Samples of ambient air were simultaneously collected at three different sites of Mexico City in March of 1997 in order to quantify the most abundant volatile aromatic compounds and estimate the source contributions by application of the chemical mass balance model (CMB). Volatile aromatic compounds were around 20 of the total of non-methane hydrocarbons present in morning air samples.
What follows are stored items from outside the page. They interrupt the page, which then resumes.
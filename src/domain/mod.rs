//! Domain layer - Core parlay engine.
//!
//! Pure data transformations over in-memory values: team reference data,
//! bet candidates, parlay enumeration and stake sizing.
//! No I/O here (hexagonal architecture inner ring).

pub mod bet;
pub mod error;
pub mod parlay;
pub mod staking;
pub mod teams;

// Re-export core types for convenience
pub use bet::{BetCandidate, BetSide, BetType, FeatureVector};
pub use error::{EngineError, EngineResult};
pub use parlay::{Parlay, ParlayQuery, ParlaySet, ParlayStatus, enumerate_parlays};
pub use staking::{StakeRecommendation, StakingEngine, kelly_fraction};
pub use teams::{TeamInfo, TeamLocation, TeamReference, travel_distance};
The most abundant volatile aromatic species in urban air were toluene and xylenes followed by 1,2,4 trimethylbenzene benzene ethylbenzene, metaethyltoluene, 1,3,5 trimethylbenzene, styrene, npropylbenzene, and isopropylbenzane. Sampling campaigns were carried out at crossroads, a bus station, a parking place, and areas where solvents and petroleum distillates are used, with the objective of determining people's exposure to volatile aromatic compounds. The CMB was applied for estimating the contribution of different sources to the presence of each one of the most abundant aromatic compounds. Motor vehicle exhaust was the main source of all aromatic compounds, especially gasoline-exhaust, although diesel exhaust and asphalt operations also accounted for toluene, xylenes, ethylbenzene, propylbenzenes, and styrene. Graphic arts and paint application had an important impact on the presence of toluene.